OG: Lo dobbiamo a Nathalie Crinière. Con lei abbiamo presentato Dior nel 2017 al Musée des Arts Décoratifs, così come le mostre di Schiaparelli e Barbie… Per me lei è la scenografa che percepisce, con la massima finezza, la moda e il suo rapporto con l'arte. Insieme abbiamo voluto immaginare una sorta di passeggiata che invogli a riscoprire gli oggetti d'arte del Louvre e che permetta di vedere la moda in un altro contesto.  

LO: Tutte queste silhouette sono haute couture?
OG: No. Questa era la grande domanda. All’inizio mi sono detto: “Siamo al Louvre, quindi lavoreremo con l’alta moda”. Ha funzionato fino a un certo punto. In primo luogo perché oggi assistiamo ad una sorta di rottura di questi confini gerarchici. Ho fatto parte, per diversi anni, del comitato dell'alta moda e so quali sono le regole, ed è bene rispettarle. Ma allo stesso tempo siamo al Louvre, e ciò che conta è tanto il know-how quanto la portanza estetica e artistica. Jonathan Anderson, finora, non ha fatto haute couture e, tuttavia, credo sempre di più, ne sia pienamente capace. Questo tipo di gerarchia non mi è sembrata molto rilevante. Inoltre, c’è un’intera generazione super interessante – Pieter Mulier, Louise Trotter, Matthieu Blazy, Jonathan Anderson, anche Erdem – che ci sta portando verso qualcosa di molto emozionante. E in questo momento di crisi che questo mondo sta vivendo, trovo che questa mostra arrivi nel momento giusto. Alcune maison sono più rappresentate di altre, altre non ci sono proprio. Siamo rilevanti. L’importante è dimostrare che il museo è un luogo di libertà e che la moda oggi esprime questa libertà creativa. Il Louvre è il museo dello stile, degli stili dove impariamo la storia dell'arte.

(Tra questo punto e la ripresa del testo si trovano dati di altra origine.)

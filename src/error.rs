use crate::value::Value;

use thiserror::Error;

/// Errors that a chain step can raise, and the forms they take once escalated.
#[derive(Error, Debug, Clone, PartialEq)]
pub enum ChainError {
  #[error("Step failed: {0}")]
  StepFailed(String),

  #[error("Step threw a value: {0:?}")]
  Thrown(Value),

  #[error("Step panicked: {0}")]
  StepPanicked(String),

  #[error("Continuation was dropped before the thenable settled")]
  ContinuationDropped,

  #[error("Unhandled chain rejection: {0}")]
  Unhandled(Box<ChainError>),
}

impl ChainError {
  /// Shorthand for a `StepFailed` error built from any message.
  pub fn failed(message: impl Into<String>) -> Self {
    ChainError::StepFailed(message.into())
  }

  /// Builds a `StepPanicked` error from a `catch_unwind` payload.
  pub(crate) fn from_panic(payload: Box<dyn std::any::Any + Send>) -> Self {
    let message = if let Some(s) = payload.downcast_ref::<&str>() {
      (*s).to_string()
    } else if let Some(s) = payload.downcast_ref::<String>() {
      s.clone()
    } else {
      "non-string panic payload".to_string()
    };
    ChainError::StepPanicked(message)
  }
}
//! xmlbind - declarative XML to object graph binding
//!
//! This library binds XML documents to object graphs and back, driven by a
//! binding tree that is built once and reused for many documents.
//!
//! # Overview
//!
//! A [`BindingModel`] registers root bindings by document element name and
//! named fragments by identifier. Each root holds a tree of [`Binding`]
//! nodes: elements, sequences, choices, repeaters, complex and simple types,
//! and indirections for shared and recursive definitions.
//!
//! Reading pulls events from a forward-only source through a
//! [`RecordingReader`], which can mark a position, read ahead and rewind.
//! That is what lets optional and alternative bindings try a fragment and
//! back out, and lets a complex type read its constructor arguments before
//! binding its content. Writing goes through a [`StreamWriter`] that assigns
//! namespace prefixes as it goes; choices pick their option with a
//! [`Chooser`] instead of lookahead.
//!
//! # Key Features
//!
//! - Nested mark/rewind over any event source, with replay identical to the
//!   original read
//! - Optional children and alternatives with backtracking
//! - Recursive definitions without cycles in the static tree
//! - Constructor arguments read ahead of the content they come from
//! - Build-time validation of the model
//!
//! # Example
//!
//! ```
//! use xmlbind::{
//!     BindingModel, ComplexType, Element, FieldAccessor, ObjectCreator, Root, Sequence,
//!     SimpleType, StringConverter, Value,
//! };
//!
//! let person = ComplexType::new(
//!     ObjectCreator::new("Person"),
//!     Sequence::new().with(
//!         Element::new("name").with_child(
//!             SimpleType::new(StringConverter).with_accessor(FieldAccessor::new("name")),
//!         ),
//!     ),
//! );
//! let model = BindingModel::builder()
//!     .root(Root::new("person", "Person", person))
//!     .build()
//!     .unwrap();
//!
//! let value = model.unmarshal_str("<person><name>Ann</name></person>").unwrap();
//! assert_eq!(value.field("name"), Value::from("Ann"));
//! ```

pub mod binding;
pub mod chooser;
pub mod collab;
pub mod context;
pub mod error;
pub mod model;
pub mod value;
pub mod xml;

// Re-export commonly used types
pub use binding::{
    Attribute, Binding, Choice, ChoiceOption, ComplexType, Element, ElementInjector, Ignore,
    Injected, MapRepeater, Outcome, Recursor, Reference, Repeater, Root, Scope, Sequence,
    SimpleArgument, SimpleType,
};
pub use chooser::Chooser;
pub use collab::{
    Accessor, Action, BoolConverter, Converter, Creator, FieldAccessor, FloatConverter,
    FnAction, FnCreator, IntConverter, ObjectCreator, Phases, StringConverter,
};
pub use context::{Arguments, Context, Journal};
pub use error::{Error, Result};
pub use model::{BindingModel, BindingModelBuilder};
pub use value::{Object, ObjectRef, TypeHierarchy, TypeName, Value};
pub use xml::{
    EventSource, Marker, QName, ReaderOptions, RecordingReader, StreamWriter, Tag, WriterOptions,
    XmlEvent, XmlSource,
};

LO: Cos'è il lusso e cosa non è più lusso?
OG: Ciò che non è più vero è il consumo eccessivo. I musei conservano tanti oggetti di lusso del passato, cose interessanti, speciali, con materiali ricercati legati a momenti storici. Spesso siamo l'eccezione. Ma l'80% dei nostri lavori non dice la verità. Stiamo dicendo una certa verità, ma non è una panoramica molto esaustiva e accurata della storia del mondo. Quando torniamo alle nostre radici, il lusso è ciò che ci distingue, è una questione di stile, originalità, creazione artistica e non consumo eccessivo, turnover permanente, è qualcosa di consolidato. A parte qualche rara persona che acquista un'intera collezione, molte persone hanno, come noi, due, tre, quattro capi di abbigliamento che gli stanno molto bene perché si sono regalati comprando una bella camicia o un bel maglione. In effetti, questo è il lusso oggi. Comprati un bel capo di abbigliamento. È una storia di stile, libertà, originalità. Ecco perché questa generazione che arriva al timone di queste grandi case è molto emozionante. Vinceranno i primi che si calmeranno un po' su queste questioni di comunicazione, di embargo, di “non vogliamo stare accanto a tal dei tali”. Ne sono sicuro.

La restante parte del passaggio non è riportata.